» **TASK GOAL**
Determine how many lines in the records below include the word "validators" and output that number alone.

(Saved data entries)

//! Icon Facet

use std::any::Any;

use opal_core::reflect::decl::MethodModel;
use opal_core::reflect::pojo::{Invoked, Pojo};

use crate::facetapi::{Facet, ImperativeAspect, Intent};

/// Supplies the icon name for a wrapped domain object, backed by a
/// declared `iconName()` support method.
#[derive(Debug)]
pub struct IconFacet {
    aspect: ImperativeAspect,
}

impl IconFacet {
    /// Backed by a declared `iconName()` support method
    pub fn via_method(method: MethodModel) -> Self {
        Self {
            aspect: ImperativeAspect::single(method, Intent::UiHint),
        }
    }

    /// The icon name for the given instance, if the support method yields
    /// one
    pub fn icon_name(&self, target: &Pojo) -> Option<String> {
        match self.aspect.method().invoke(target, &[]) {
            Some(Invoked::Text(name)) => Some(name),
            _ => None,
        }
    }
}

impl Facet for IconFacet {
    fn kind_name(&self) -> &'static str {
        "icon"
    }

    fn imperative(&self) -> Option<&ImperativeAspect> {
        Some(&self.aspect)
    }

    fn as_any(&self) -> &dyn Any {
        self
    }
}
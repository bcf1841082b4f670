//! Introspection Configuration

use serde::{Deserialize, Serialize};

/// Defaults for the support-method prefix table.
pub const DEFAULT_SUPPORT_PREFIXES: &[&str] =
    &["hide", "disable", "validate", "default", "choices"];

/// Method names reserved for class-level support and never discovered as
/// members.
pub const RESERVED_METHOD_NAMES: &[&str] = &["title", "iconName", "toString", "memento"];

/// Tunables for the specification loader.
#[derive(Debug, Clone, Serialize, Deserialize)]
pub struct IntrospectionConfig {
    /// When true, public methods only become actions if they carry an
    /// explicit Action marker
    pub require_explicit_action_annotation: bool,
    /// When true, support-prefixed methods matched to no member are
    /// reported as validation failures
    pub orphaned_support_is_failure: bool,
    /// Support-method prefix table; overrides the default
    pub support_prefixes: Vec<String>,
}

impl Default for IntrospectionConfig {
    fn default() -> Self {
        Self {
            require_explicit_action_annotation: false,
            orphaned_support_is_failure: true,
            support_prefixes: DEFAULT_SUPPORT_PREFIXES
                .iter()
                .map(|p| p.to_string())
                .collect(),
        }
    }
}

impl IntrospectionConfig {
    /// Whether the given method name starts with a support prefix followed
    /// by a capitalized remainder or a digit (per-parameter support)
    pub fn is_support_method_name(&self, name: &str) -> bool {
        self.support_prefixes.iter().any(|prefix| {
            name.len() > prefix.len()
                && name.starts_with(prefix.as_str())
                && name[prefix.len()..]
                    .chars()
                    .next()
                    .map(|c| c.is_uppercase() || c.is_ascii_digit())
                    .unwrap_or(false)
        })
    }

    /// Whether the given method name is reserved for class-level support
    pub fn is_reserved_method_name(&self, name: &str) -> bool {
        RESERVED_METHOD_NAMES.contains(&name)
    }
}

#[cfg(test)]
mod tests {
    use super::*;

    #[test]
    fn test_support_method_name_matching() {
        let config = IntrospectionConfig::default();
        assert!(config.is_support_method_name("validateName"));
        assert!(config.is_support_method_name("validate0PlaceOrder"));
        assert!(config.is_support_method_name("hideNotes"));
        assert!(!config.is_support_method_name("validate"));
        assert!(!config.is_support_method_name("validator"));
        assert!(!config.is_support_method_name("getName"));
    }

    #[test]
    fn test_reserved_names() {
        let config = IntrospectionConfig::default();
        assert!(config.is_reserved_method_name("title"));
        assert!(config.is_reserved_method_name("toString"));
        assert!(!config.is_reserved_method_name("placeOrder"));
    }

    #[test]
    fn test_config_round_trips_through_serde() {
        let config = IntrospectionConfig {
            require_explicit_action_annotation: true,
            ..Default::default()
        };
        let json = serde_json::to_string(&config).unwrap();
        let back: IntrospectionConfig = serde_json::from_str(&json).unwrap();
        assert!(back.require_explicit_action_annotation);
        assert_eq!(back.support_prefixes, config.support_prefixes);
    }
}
---
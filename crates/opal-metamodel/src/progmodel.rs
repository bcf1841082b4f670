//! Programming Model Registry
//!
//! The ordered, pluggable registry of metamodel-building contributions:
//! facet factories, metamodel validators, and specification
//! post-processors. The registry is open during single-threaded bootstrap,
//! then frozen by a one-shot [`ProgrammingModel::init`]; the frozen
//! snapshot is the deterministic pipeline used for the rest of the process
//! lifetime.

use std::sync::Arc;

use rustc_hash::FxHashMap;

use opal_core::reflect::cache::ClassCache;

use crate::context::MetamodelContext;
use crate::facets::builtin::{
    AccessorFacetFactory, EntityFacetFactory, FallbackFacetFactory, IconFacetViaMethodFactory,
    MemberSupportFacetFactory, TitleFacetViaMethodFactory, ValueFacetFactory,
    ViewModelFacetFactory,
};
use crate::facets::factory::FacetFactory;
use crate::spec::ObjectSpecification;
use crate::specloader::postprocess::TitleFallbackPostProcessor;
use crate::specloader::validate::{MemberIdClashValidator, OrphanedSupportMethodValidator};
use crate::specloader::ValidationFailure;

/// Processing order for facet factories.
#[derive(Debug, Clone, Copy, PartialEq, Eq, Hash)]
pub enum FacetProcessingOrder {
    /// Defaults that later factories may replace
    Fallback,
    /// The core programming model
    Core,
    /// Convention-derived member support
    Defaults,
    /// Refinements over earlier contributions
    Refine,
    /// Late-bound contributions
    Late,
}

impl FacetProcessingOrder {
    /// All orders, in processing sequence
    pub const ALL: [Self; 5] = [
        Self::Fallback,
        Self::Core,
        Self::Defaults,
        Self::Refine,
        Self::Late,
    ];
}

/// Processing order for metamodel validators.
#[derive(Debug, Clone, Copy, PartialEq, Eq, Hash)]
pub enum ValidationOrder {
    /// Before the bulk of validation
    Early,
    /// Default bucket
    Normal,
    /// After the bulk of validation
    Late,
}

» **THE ANSWER**
2